Again, it was unusual for the top airline boss to recognise the contribution of cargo to the passenger airline’s network and bottom line.
“These investments are more than just tens of millions, it is part of a bigger change in the company. With a network of our size in a country of our size, we need cargo.
“There is no way to run a network with 200 destinations, and 82 direct long haul destinations, without having cargo. This is nothing new and it is exactly why KLM used to be a strong player in cargo, and by making it even more strongly connected to the network’s development, it is really an important part.”
KLM Martinair has a three-pronged cargo strategy, based on its freighters (four Boeing 747-400Fs at KLM and two Boeing 777Fs at Air France), KLM’s nine Boeing 747-400 Combi aircraft (the last will leave the fleet in 2020) and its alliance partners, such freighter-operating China Southern.
Said Elbers: “After 2020, we will still have the freighters and we will still have our partners. The strength of KLM is the network, and if a customer calls us about a pharma shipment tomorrow to Lima, we can provide it.  And the day after, if they go to Shanghai, we can provide it.  And the day after that, if they go to Rio de Janeiro, and the day after that to Nairobi, we can provide it.”
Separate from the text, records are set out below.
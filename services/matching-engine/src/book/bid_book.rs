//! Bid (buy-side) levels
//!
//! Buy levels keyed by price in a `BTreeMap`; the best bid is the
//! highest key, so `next_back()` is top of book.

use std::collections::BTreeMap;
use types::ids::OrderId;
use types::numeric::Price;
use types::order::Order;

use super::price_level::PriceLevel;

#[derive(Debug, Clone, Default)]
pub struct BidBook {
    levels: BTreeMap<Price, PriceLevel>,
}

impl BidBook {
    pub fn new() -> Self {
        Self {
            levels: BTreeMap::new(),
        }
    }

    /// Rest an order at its price level, creating the level if absent
    pub fn insert(&mut self, price: Price, order: Order) {
        self.levels.entry(price).or_default().push(order);
    }

    /// The best (highest) bid price
    pub fn best_price(&self) -> Option<Price> {
        self.levels.keys().next_back().copied()
    }

    /// Mutable access to the best bid level
    pub fn best_level_mut(&mut self) -> Option<(Price, &mut PriceLevel)> {
        self.levels.iter_mut().next_back().map(|(price, level)| (*price, level))
    }

    /// Drop a level outright; used once a level is empty
    pub fn remove_level(&mut self, price: &Price) {
        self.levels.remove(price);
    }

    /// Detach one order, dropping its level if it empties
    pub fn remove_order(&mut self, order_id: &OrderId, price: Price) -> Option<Order> {
        let level = self.levels.get_mut(&price)?;
        let order = level.remove(order_id)?;
        if level.is_empty() {
            self.levels.remove(&price);
        }
        Some(order)
    }

    pub fn is_empty(&self) -> bool {
        self.levels.is_empty()
    }

    pub fn level_count(&self) -> usize {
        self.levels.len()
    }

    /// Levels best-first (price descending)
    pub fn levels(&self) -> impl Iterator<Item = (Price, &PriceLevel)> {
        self.levels.iter().rev().map(|(price, level)| (*price, level))
    }
}
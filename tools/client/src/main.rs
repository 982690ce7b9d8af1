//! Test-harness client for the exchange
//!
//! Places, cancels, and requests book logs over the framed TCP
//! protocol, printing decoded reports as they arrive.

use anyhow::{bail, Context};
use clap::{Parser, ValueEnum};
use tokio::io::{AsyncReadExt, AsyncWriteExt};
use tokio::net::tcp::OwnedReadHalf;
use tokio::net::TcpStream;
use tokio::time::{sleep, Duration};
use types::ids::OrderId;
use types::order::{AssetType, OrderType, Side, Ticker};
use uuid::Uuid;
use wire::report::REPORT_HEADER_LEN;
use wire::{CancelOrderMessage, Message, NewOrderMessage, Report, ReportKind};

#[derive(Debug, Clone, Copy, ValueEnum)]
enum Action {
    Place,
    Cancel,
    Log,
}

#[derive(Parser, Debug)]
#[command(name = "client")]
#[command(about = "Command line client for the exchange", long_about = None)]
struct Args {
    /// Address of the exchange server
    #[arg(long, default_value = "127.0.0.1:9001")]
    server: String,
    /// Owner username (compulsory)
    #[arg(long)]
    owner: String,
    /// Action to perform
    #[arg(long, value_enum, default_value_t = Action::Place)]
    action: Action,
    /// Ticker symbol (max 4 chars)
    #[arg(long, default_value = "AAPL")]
    ticker: String,
    /// Order side
    #[arg(long, default_value = "buy", value_parser = parse_side)]
    side: Side,
    /// Order type
    #[arg(long = "type", default_value = "limit", value_parser = parse_order_type)]
    order_type: OrderType,
    /// Limit price
    #[arg(long, default_value_t = 100.0)]
    price: f64,
    /// Quantity or comma-separated list (e.g. 10,20,50)
    #[arg(long, default_value = "10")]
    qty: String,
    /// Id of the order to cancel
    #[arg(long)]
    uuid: Option<String>,
}

fn parse_side(s: &str) -> Result<Side, String> {
    match s.to_lowercase().as_str() {
        "buy" => Ok(Side::Buy),
        "sell" => Ok(Side::Sell),
        _ => Err(format!("invalid side: {s}. Use 'buy' or 'sell'")),
    }
}

fn parse_order_type(s: &str) -> Result<OrderType, String> {
    match s.to_lowercase().as_str() {
        "limit" => Ok(OrderType::Limit),
        "market" => Ok(OrderType::Market),
        _ => Err(format!("invalid order type: {s}. Use 'limit' or 'market'")),
    }
}

fn parse_quantities(input: &str) -> anyhow::Result<Vec<u64>> {
    input
        .split(',')
        .map(|part| {
            part.trim()
                .parse::<u64>()
                .with_context(|| format!("invalid quantity '{}'", part.trim()))
        })
        .collect()
}

#[tokio::main]
async fn main() -> anyhow::Result<()> {
    let args = Args::parse();

    let stream = TcpStream::connect(&args.server)
        .await
        .with_context(|| format!("failed to connect to server at {}", args.server))?;
    println!("Connected to {} as '{}'", args.server, args.owner);

    let (read_half, mut write_half) = stream.into_split();
    tokio::spawn(read_reports(read_half));

    match args.action {
        Action::Place => {
            let quantities = parse_quantities(&args.qty)?;
            for qty in quantities {
                let frame = Message::NewOrder(NewOrderMessage {
                    asset: AssetType::Equities,
                    order_type: args.order_type,
                    ticker: Ticker::new(&args.ticker),
                    limit_price: args.price,
                    quantity: qty,
                    side: args.side,
                    username: args.owner.clone(),
                })
                .encode();
                write_half.write_all(&frame).await.context("failed to place order")?;
                println!(
                    "-> Sent {} {:?} order: {} {} @ {:.2}",
                    args.side, args.order_type, args.ticker, qty, args.price
                );
                // Space out batched frames so the server reads one at a time.
                sleep(Duration::from_millis(5)).await;
            }
        }
        Action::Cancel => {
            let Some(uuid) = args.uuid.as_deref() else {
                bail!("--uuid is required for cancellation");
            };
            let parsed = Uuid::parse_str(uuid).context("invalid order id")?;
            let frame = Message::CancelOrder(CancelOrderMessage {
                asset: AssetType::Equities,
                order_id: OrderId::from_bytes(*parsed.as_bytes()),
            })
            .encode();
            write_half.write_all(&frame).await.context("failed to send cancel")?;
            println!("-> Sent cancel request for {uuid}");
        }
        Action::Log => {
            write_half
                .write_all(&Message::LogBook.encode())
                .await
                .context("failed to send log request")?;
            println!("-> Sent log request");
        }
    }

    // Stay connected for execution reports until interrupted.
    println!("\nListening for reports... (press Ctrl+C to exit)");
    tokio::signal::ctrl_c().await?;
    Ok(())
}

/// Continuously read and print report frames from the server
async fn read_reports(mut stream: OwnedReadHalf) {
    loop {
        let mut frame = vec![0u8; REPORT_HEADER_LEN];
        if stream.read_exact(&mut frame).await.is_err() {
            println!("Connection lost");
            std::process::exit(0);
        }
        let Ok(body_len) = Report::body_len(&frame) else {
            println!("Malformed report header");
            std::process::exit(1);
        };
        frame.resize(REPORT_HEADER_LEN + body_len, 0);
        if body_len > 0 && stream.read_exact(&mut frame[REPORT_HEADER_LEN..]).await.is_err() {
            println!("Connection lost");
            std::process::exit(0);
        }

        match Report::parse(&frame) {
            Ok(report) => print_report(&report),
            Err(err) => println!("Malformed report: {err}"),
        }
    }
}

fn print_report(report: &Report) {
    match report.kind {
        ReportKind::Error => println!("\n[SERVER ERROR] {}", report.err),
        ReportKind::OrderPlaced => println!(
            "\n[PLACED] {} {} | Qty: {} | Price: {:.2} | UUID: {}",
            report.side.to_string().to_uppercase(),
            report.ticker,
            report.quantity,
            report.price,
            report.order_id,
        ),
        ReportKind::Execution => println!(
            "\n[EXECUTION] Match: {} {} | Qty: {} | Price: {:.2} | vs: {} | UUID: {}",
            report.side.to_string().to_uppercase(),
            report.ticker,
            report.quantity,
            report.price,
            report.counterparty,
            report.order_id,
        ),
    }
}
Elbers added: “The relevance of maindeck is acknowledged, and that is why we will keep it as part of our portfolio, but we can also access it with partners such as China Southern, where we can be more flexible.”
Elbers was equally adamant when it was suggested that the B747-400Fs were elderly and ready for Nevada Desert, saying that discussion about the freighters “was not on the table”, while it was also pointed out that the aircraft, delivered new between 2003 and 2006, have a 25-30 year operational lifetime.  
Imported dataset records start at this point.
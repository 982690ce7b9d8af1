//! Order lifecycle types
//!
//! The order is the unit of intent: decoded from a NewOrder frame,
//! stamped by the engine, then matched, rested, or rejected.

use crate::ids::OrderId;
use serde::{Deserialize, Serialize};
use std::fmt;

/// Order side (buyer or seller)
#[derive(Debug, Clone, Copy, PartialEq, Eq, Hash, Serialize, Deserialize)]
#[serde(rename_all = "UPPERCASE")]
pub enum Side {
    /// Buy order (bid)
    Buy,
    /// Sell order (ask)
    Sell,
}

impl Side {
    /// Get the opposite side
    pub fn opposite(&self) -> Self {
        match self {
            Side::Buy => Side::Sell,
            Side::Sell => Side::Buy,
        }
    }

    /// Wire encoding: 0 = buy, 1 = sell
    pub fn wire_value(&self) -> u8 {
        match self {
            Side::Buy => 0,
            Side::Sell => 1,
        }
    }

    pub fn from_wire(value: u8) -> Option<Self> {
        match value {
            0 => Some(Side::Buy),
            1 => Some(Side::Sell),
            _ => None,
        }
    }
}

impl fmt::Display for Side {
    fn fmt(&self, f: &mut fmt::Formatter<'_>) -> fmt::Result {
        match self {
            Side::Buy => write!(f, "buy"),
            Side::Sell => write!(f, "sell"),
        }
    }
}

/// Order type
#[derive(Debug, Clone, Copy, PartialEq, Eq, Hash, Serialize, Deserialize)]
#[serde(rename_all = "UPPERCASE")]
pub enum OrderType {
    /// An order to buy or sell at a specified price or better; may rest
    /// on the book until filled.
    Limit,
    /// An instruction to trade immediately at the best available price;
    /// never rests.
    Market,
}

impl OrderType {
    /// Wire encoding: 0 = limit, 1 = market
    pub fn wire_value(&self) -> u16 {
        match self {
            OrderType::Limit => 0,
            OrderType::Market => 1,
        }
    }

    pub fn from_wire(value: u16) -> Option<Self> {
        match value {
            0 => Some(OrderType::Limit),
            1 => Some(OrderType::Market),
            _ => None,
        }
    }
}

/// Asset class an order trades in; each class gets its own book
#[derive(Debug, Clone, Copy, PartialEq, Eq, Hash, Serialize, Deserialize)]
#[serde(rename_all = "UPPERCASE")]
pub enum AssetType {
    Equities,
}

impl AssetType {
    /// Wire encoding: 0 = equities
    pub fn wire_value(&self) -> u16 {
        match self {
            AssetType::Equities => 0,
        }
    }

    pub fn from_wire(value: u16) -> Option<Self> {
        match value {
            0 => Some(AssetType::Equities),
            _ => None,
        }
    }
}

impl fmt::Display for AssetType {
    fn fmt(&self, f: &mut fmt::Formatter<'_>) -> fmt::Result {
        match self {
            AssetType::Equities => write!(f, "equities"),
        }
    }
}

/// Ticker symbol, exactly 4 bytes on the wire
///
/// Shorter symbols are right-padded with NULs; readers trim the padding
/// for display.
#[derive(Debug, Clone, Copy, PartialEq, Eq, Hash)]
pub struct Ticker([u8; 4]);

impl Ticker {
    /// Build a ticker from a symbol string, truncating past 4 bytes and
    /// NUL-padding anything shorter.
    pub fn new(symbol: &str) -> Self {
        let mut bytes = [0u8; 4];
        let src = symbol.as_bytes();
        let n = src.len().min(4);
        bytes[..n].copy_from_slice(&src[..n]);
        Self(bytes)
    }

    /// Reconstruct from the 4 wire bytes
    pub fn from_wire(bytes: [u8; 4]) -> Self {
        Self(bytes)
    }

    /// The padded 4-byte wire form
    pub fn as_bytes(&self) -> &[u8; 4] {
        &self.0
    }

    /// The symbol with trailing NUL padding trimmed
    pub fn as_str(&self) -> &str {
        let end = self.0.iter().position(|&b| b == 0).unwrap_or(4);
        std::str::from_utf8(&self.0[..end]).unwrap_or("")
    }
}

impl fmt::Display for Ticker {
    fn fmt(&self, f: &mut fmt::Formatter<'_>) -> fmt::Result {
        write!(f, "{}", self.as_str())
    }
}

impl Serialize for Ticker {
    fn serialize<S>(&self, serializer: S) -> Result<S::Ok, S::Error>
    where
        S: serde::Serializer,
    {
        serializer.serialize_str(self.as_str())
    }
}

impl<'de> Deserialize<'de> for Ticker {
    fn deserialize<D>(deserializer: D) -> Result<Self, D::Error>
    where
        D: serde::Deserializer<'de>,
    {
        let s = String::deserialize(deserializer)?;
        Ok(Ticker::new(&s))
    }
}

/// Complete order structure
#[derive(Debug, Clone, PartialEq, Serialize, Deserialize)]
pub struct Order {
    pub id: OrderId,
    pub asset: AssetType,
    pub order_type: OrderType,
    pub ticker: Ticker,
    pub side: Side,
    /// Limiting price as it arrived on the wire. Only meaningful for
    /// limit orders; validated when the order reaches a book.
    pub limit_price: f64,
    /// Remaining quantity
    pub remaining_qty: u64,
    /// Total volume requested
    pub total_qty: u64,
    /// Time of arrival at the session layer (unix ns)
    pub timestamp: i64,
    /// Time of arrival into the book (unix ns), assigned by the engine.
    /// Strictly monotonic per engine, so it totally orders placements.
    pub exch_timestamp: i64,
    /// Who owns this order
    pub owner: String,
}

impl Order {
    #[allow(clippy::too_many_arguments)]
    pub fn new(
        id: OrderId,
        asset: AssetType,
        order_type: OrderType,
        ticker: Ticker,
        side: Side,
        limit_price: f64,
        quantity: u64,
        timestamp: i64,
        owner: String,
    ) -> Self {
        Self {
            id,
            asset,
            order_type,
            ticker,
            side,
            limit_price,
            remaining_qty: quantity,
            total_qty: quantity,
            timestamp,
            exch_timestamp: 0,
            owner,
        }
    }

    /// Consume quantity from this order
    ///
    /// # Panics
    /// Panics in debug builds if the fill exceeds the remaining quantity.
    pub fn fill(&mut self, quantity: u64) {
        debug_assert!(quantity <= self.remaining_qty, "fill exceeds remaining quantity");
        self.remaining_qty -= quantity;
    }

    /// Check if the order is completely filled
    pub fn is_filled(&self) -> bool {
        self.remaining_qty == 0
    }

    /// Quantity filled so far
    pub fn filled_qty(&self) -> u64 {
        self.total_qty - self.remaining_qty
    }
}

#[cfg(test)]
mod tests {
    use super::*;

    fn test_order(side: Side, qty: u64) -> Order {
        Order::new(
            OrderId::new(),
            AssetType::Equities,
            OrderType::Limit,
            Ticker::new("AAPL"),
            side,
            100.0,
            qty,
            1,
            "alice".to_string(),
        )
    }

    #[test]
    fn test_side_opposite() {
        assert_eq!(Side::Buy.opposite(), Side::Sell);
        assert_eq!(Side::Sell.opposite(), Side::Buy);
    }

    #[test]
    fn test_side_wire_encoding() {
        assert_eq!(Side::from_wire(0), Some(Side::Buy));
        assert_eq!(Side::from_wire(1), Some(Side::Sell));
        assert_eq!(Side::from_wire(2), None);
        assert_eq!(Side::Buy.wire_value(), 0);
        assert_eq!(Side::Sell.wire_value(), 1);
    }

    #[test]
    fn test_order_type_wire_encoding() {
        assert_eq!(OrderType::from_wire(0), Some(OrderType::Limit));
        assert_eq!(OrderType::from_wire(1), Some(OrderType::Market));
        assert_eq!(OrderType::from_wire(9), None);
    }

    #[test]
    fn test_ticker_padding() {
        let ticker = Ticker::new("GE");
        assert_eq!(ticker.as_bytes(), &[b'G', b'E', 0, 0]);
        assert_eq!(ticker.as_str(), "GE");
    }

    #[test]
    fn test_ticker_truncates_long_symbol() {
        let ticker = Ticker::new("GOOGL");
        assert_eq!(ticker.as_str(), "GOOG");
    }

    #[test]
    fn test_order_fill() {
        let mut order = test_order(Side::Buy, 100);
        order.fill(30);
        assert_eq!(order.remaining_qty, 70);
        assert_eq!(order.filled_qty(), 30);
        assert!(!order.is_filled());

        order.fill(70);
        assert!(order.is_filled());
    }

    #[test]
    fn test_order_serialization() {
        let order = test_order(Side::Sell, 50);
        let json = serde_json::to_string(&order).unwrap();
        let deserialized: Order = serde_json::from_str(&json).unwrap();
        assert_eq!(order, deserialized);
    }
}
On the question of its cargo product portfolio, for de Nooijer, the three-six day e-commerce delivery segment should be a key focus for the airlines, leaving the one-three day product to the integrators and anything beyond six days to the postal services.
“It is that middle segment where no one yet has their act together yet, and that is exactly the segment where the airfreight industry has to zoom in, to shape new forms of selective partnerships and to also ensure that the first and last mile requirements are being met.”
KLM has also been working quietly on a European same-day product, with trial shipments in London, Madrid and Stockholm.
De Nooijer revealed little about the product, 12Send, which will have a full roll-out in September.